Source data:
BEGIN

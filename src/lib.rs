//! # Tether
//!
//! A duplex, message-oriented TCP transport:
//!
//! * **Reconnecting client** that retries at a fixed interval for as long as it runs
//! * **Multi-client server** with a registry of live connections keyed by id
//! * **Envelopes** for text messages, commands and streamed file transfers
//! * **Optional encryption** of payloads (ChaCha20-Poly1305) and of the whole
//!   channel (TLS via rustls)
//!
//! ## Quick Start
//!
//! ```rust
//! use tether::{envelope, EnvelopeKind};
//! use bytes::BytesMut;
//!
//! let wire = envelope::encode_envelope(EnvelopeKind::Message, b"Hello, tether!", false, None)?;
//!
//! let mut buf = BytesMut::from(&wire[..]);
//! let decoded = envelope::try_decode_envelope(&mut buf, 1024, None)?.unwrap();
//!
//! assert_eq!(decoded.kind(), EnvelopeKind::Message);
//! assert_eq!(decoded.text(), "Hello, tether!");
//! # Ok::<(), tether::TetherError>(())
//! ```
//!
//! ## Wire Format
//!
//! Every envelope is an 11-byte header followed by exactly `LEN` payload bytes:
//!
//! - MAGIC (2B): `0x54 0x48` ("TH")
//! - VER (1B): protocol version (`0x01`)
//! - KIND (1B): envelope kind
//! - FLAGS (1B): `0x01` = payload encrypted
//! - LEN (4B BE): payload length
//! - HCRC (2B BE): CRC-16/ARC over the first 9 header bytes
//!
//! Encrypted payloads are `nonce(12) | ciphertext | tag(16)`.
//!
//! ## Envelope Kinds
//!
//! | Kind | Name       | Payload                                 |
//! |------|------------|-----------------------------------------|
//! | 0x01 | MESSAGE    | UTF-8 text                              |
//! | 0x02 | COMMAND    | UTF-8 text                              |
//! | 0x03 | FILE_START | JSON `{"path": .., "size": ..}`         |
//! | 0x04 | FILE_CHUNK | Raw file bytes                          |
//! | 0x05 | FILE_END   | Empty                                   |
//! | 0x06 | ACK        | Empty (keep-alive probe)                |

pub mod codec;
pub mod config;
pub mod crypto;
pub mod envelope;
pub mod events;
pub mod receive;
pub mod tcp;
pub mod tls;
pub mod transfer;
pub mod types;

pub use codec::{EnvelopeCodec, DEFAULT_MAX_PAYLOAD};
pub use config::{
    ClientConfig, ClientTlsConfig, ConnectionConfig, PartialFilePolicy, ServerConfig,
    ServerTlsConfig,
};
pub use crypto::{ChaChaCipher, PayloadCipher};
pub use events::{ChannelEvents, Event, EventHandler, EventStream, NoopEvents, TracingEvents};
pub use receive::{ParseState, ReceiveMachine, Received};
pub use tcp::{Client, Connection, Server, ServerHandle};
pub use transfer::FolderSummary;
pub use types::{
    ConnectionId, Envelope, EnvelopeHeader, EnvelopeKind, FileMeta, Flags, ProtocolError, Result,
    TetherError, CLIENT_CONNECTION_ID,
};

END

> [WHAT IS REQUIRED]: Number of lines holding "Hello" in the data: give it, with nothing else.

> [SOLUTION TO THIS PROBLEM]: 2